(Collected data entries)
++++++++

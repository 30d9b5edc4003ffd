//! Identifier registry abstraction
//!
//! Registries answer a registration request with one of three outcomes. The
//! string protocol of text-based registries is turned into the same
//! [`RegistrationOutcome`] at this boundary.

use crate::domain::{GlobalId, Result};
use async_trait::async_trait;
use serde::{Deserialize, Serialize};
use std::fmt;

/// Marker a text registry returns when the identifier is taken
pub const ALREADY_EXISTS_MARKER: &str = "identifier already exists";

/// How a registration request ended
#[derive(Debug, Clone, Copy, PartialEq, Eq, Serialize, Deserialize)]
pub enum RegistrationStatus {
    /// The registry echoed the submitted identifier
    Registered,
    /// The identifier is already in use at the registry
    Collision,
    /// Anything else; not retried
    Failed,
}

impl fmt::Display for RegistrationStatus {
    fn fmt(&self, f: &mut fmt::Formatter<'_>) -> fmt::Result {
        let s = match self {
            RegistrationStatus::Registered => "registered",
            RegistrationStatus::Collision => "collision",
            RegistrationStatus::Failed => "failed",
        };
        f.write_str(s)
    }
}

/// Registry answer to one registration request
#[derive(Debug, Clone, PartialEq, Eq)]
pub struct RegistrationOutcome {
    pub status: RegistrationStatus,
    /// The identifier that was submitted
    pub identifier: GlobalId,
    /// Raw registry message, kept for logs
    pub message: Option<String>,
}

impl RegistrationOutcome {
    pub fn registered(identifier: GlobalId) -> Self {
        Self {
            status: RegistrationStatus::Registered,
            identifier,
            message: None,
        }
    }

    pub fn collision(identifier: GlobalId, message: impl Into<String>) -> Self {
        Self {
            status: RegistrationStatus::Collision,
            identifier,
            message: Some(message.into()),
        }
    }

    pub fn failed(identifier: GlobalId, message: impl Into<String>) -> Self {
        Self {
            status: RegistrationStatus::Failed,
            identifier,
            message: Some(message.into()),
        }
    }

    /// Classifies a text registry response
    ///
    /// A response mentioning the submitted local identifier is a success,
    /// one carrying [`ALREADY_EXISTS_MARKER`] is a collision, anything else
    /// failed. The identifier check runs first.
    pub fn from_response_text(submitted: &GlobalId, text: &str) -> Self {
        if text.contains(&submitted.identifier) {
            Self {
                message: Some(text.to_string()),
                ..Self::registered(submitted.clone())
            }
        } else if text.contains(ALREADY_EXISTS_MARKER) {
            Self::collision(submitted.clone(), text)
        } else {
            Self::failed(submitted.clone(), text)
        }
    }

    pub fn is_registered(&self) -> bool {
        self.status == RegistrationStatus::Registered
    }
}

/// Metadata sent along with a registration
#[derive(Debug, Clone, PartialEq, Eq)]
pub struct RegistrationTarget {
    pub global_id: GlobalId,
    /// Landing page the identifier resolves to
    pub url: String,
    pub title: String,
    pub creators: Vec<String>,
    pub publisher: String,
    pub publication_year: i32,
}

/// Static description of a registry connection
#[derive(Debug, Clone, PartialEq, Eq)]
pub struct ProviderInfo {
    pub name: &'static str,
    pub base_url: String,
}

/// An external persistent identifier registry
#[async_trait]
pub trait IdentifierRegistry: Send + Sync {
    /// Submits one identifier; one call is one registry round trip
    ///
    /// # Errors
    ///
    /// Transport failures surface as [`crate::domain::IdentifierError::RegistryUnavailable`].
    async fn create_identifier(&self, target: &RegistrationTarget) -> Result<RegistrationOutcome>;

    /// Whether the registry already knows the identifier
    async fn already_exists(&self, global_id: &GlobalId) -> Result<bool>;

    fn provider_info(&self) -> ProviderInfo;
}
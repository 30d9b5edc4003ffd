//! Init command implementation
//!
//! This module implements the `init` command for generating a sample
//! configuration file.

use clap::Args;
use std::fs;
use std::path::Path;

/// Arguments for the init command
#[derive(Args, Debug)]
pub struct InitArgs {
    /// Path where to create the configuration file
    #[arg(short, long, default_value = "cairn.toml")]
    pub output: String,

    /// Include example values and comments
    #[arg(long)]
    pub with_examples: bool,

    /// Overwrite existing file
    #[arg(long)]
    pub force: bool,
}

impl InitArgs {
    /// Execute the init command
    pub async fn execute(&self) -> anyhow::Result<i32> {
        tracing::info!(output = %self.output, "Initializing configuration file");

        println!("📝 Initializing Cairn configuration");
        println!();

        if Path::new(&self.output).exists() && !self.force {
            println!("❌ Configuration file already exists: {}", self.output);
            println!("   Use --force to overwrite");
            return Ok(2);
        }

        let config_content = if self.with_examples {
            Self::generate_config_with_examples()
        } else {
            Self::generate_minimal_config()
        };

        match fs::write(&self.output, config_content) {
            Ok(_) => {
                println!("✅ Configuration file created: {}", self.output);
                println!();
                println!("Next steps:");
                println!("  1. Edit {} with your settings", self.output);
                println!("  2. Set database_target to 'postgresql' or 'memory'");
                println!("  3. Create a .env file with your credentials:");
                println!("     - Set CAIRN_REGISTRY_PASSWORD");
                println!("     - Set CAIRN_PG_URL (if using PostgreSQL)");
                println!("  4. Validate configuration: cairn validate-config");
                println!();
                Ok(0)
            }
            Err(e) => {
                println!("❌ Failed to write configuration file");
                println!("   Error: {e}");
                Ok(5)
            }
        }
    }

    fn generate_minimal_config() -> String {
        r#"# Cairn Configuration File

database_target = "postgresql"  # postgresql | memory

[application]
log_level = "info"
site_url = "https://data.example.org"
publisher = "Example Data Repository"

[identifiers]
protocol = "doi"
authority = "10.5072"
shoulder = "FK2"
style = "randomString"

[registry]
provider = "datacite"
base_url = "https://api.test.datacite.org"
username = "EXAMPLE.REPO"
password = "${CAIRN_REGISTRY_PASSWORD}"

[postgresql]
connection_string = "${CAIRN_PG_URL}"

[index]
solr_url = "http://localhost:8983/solr/collection1"

[logging]
local_enabled = true
local_path = "./logs"
"#
        .to_string()
    }

    fn generate_config_with_examples() -> String {
        r#"# Cairn Configuration File
#
# Values of the form ${VAR} are read from the environment (or .env).
# Any key can be overridden with CAIRN_<SECTION>_<KEY>.

# Persistence backend: postgresql for deployments, memory for local trials
database_target = "postgresql"

# development | staging | production
environment = "development"

[application]
log_level = "info"
# Public URL; identifier landing pages point here
site_url = "https://data.example.org"
# Publisher sent with every registration
publisher = "Example Data Repository"

[identifiers]
# doi | hdl
protocol = "doi"
authority = "10.5072"
# Prefix of every generated local identifier
shoulder = "FK2"
# randomString | storedProcGenerated
style = "randomString"
# Total registry calls per registration, collisions included
max_registration_attempts = 10
max_generation_attempts = 10
# true defers registration to publication
register_when_published = false
file_pids_enabled = true
# dependent (<dataset>/<n>) | independent
file_pid_format = "dependent"

[registry]
# datacite | ezid
provider = "datacite"
base_url = "https://api.test.datacite.org"
username = "EXAMPLE.REPO"
password = "${CAIRN_REGISTRY_PASSWORD}"
timeout_seconds = 60
tls_verify = true

[postgresql]
connection_string = "${CAIRN_PG_URL}"
max_connections = 20
connection_timeout_seconds = 30
statement_timeout_seconds = 60
# disable | allow | prefer | require | verify-ca | verify-full
ssl_mode = "prefer"

[index]
enabled = true
solr_url = "http://localhost:8983/solr/collection1"
timeout_seconds = 60

[notifications]
# Muted for everyone
always_muted = []
# Delivered regardless of user preferences
never_muted = ["SUBMITTEDDS", "PUBLISHFAILED_PIDREG"]

[mail]
enabled = false
relay_url = "https://mail-relay.example.org/send"
api_key = "${CAIRN_MAIL_API_KEY}"
from_address = "repository@example.org"

[export]
directory = "./exports"
# dataverse_json | datacite
formats = ["dataverse_json", "datacite"]

[logging]
local_enabled = true
local_path = "./logs"
# daily | hourly | never
local_rotation = "daily"
"#
        .to_string()
    }
}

++++++++

Where does the string "memory" appear in the records above? Show every line that holds it.

### Reply to the exercise
                println!("  2. Set database_target to 'postgresql' or 'memory'");
database_target = "postgresql"  # postgresql | memory
# Persistence backend: postgresql for deployments, memory for local trials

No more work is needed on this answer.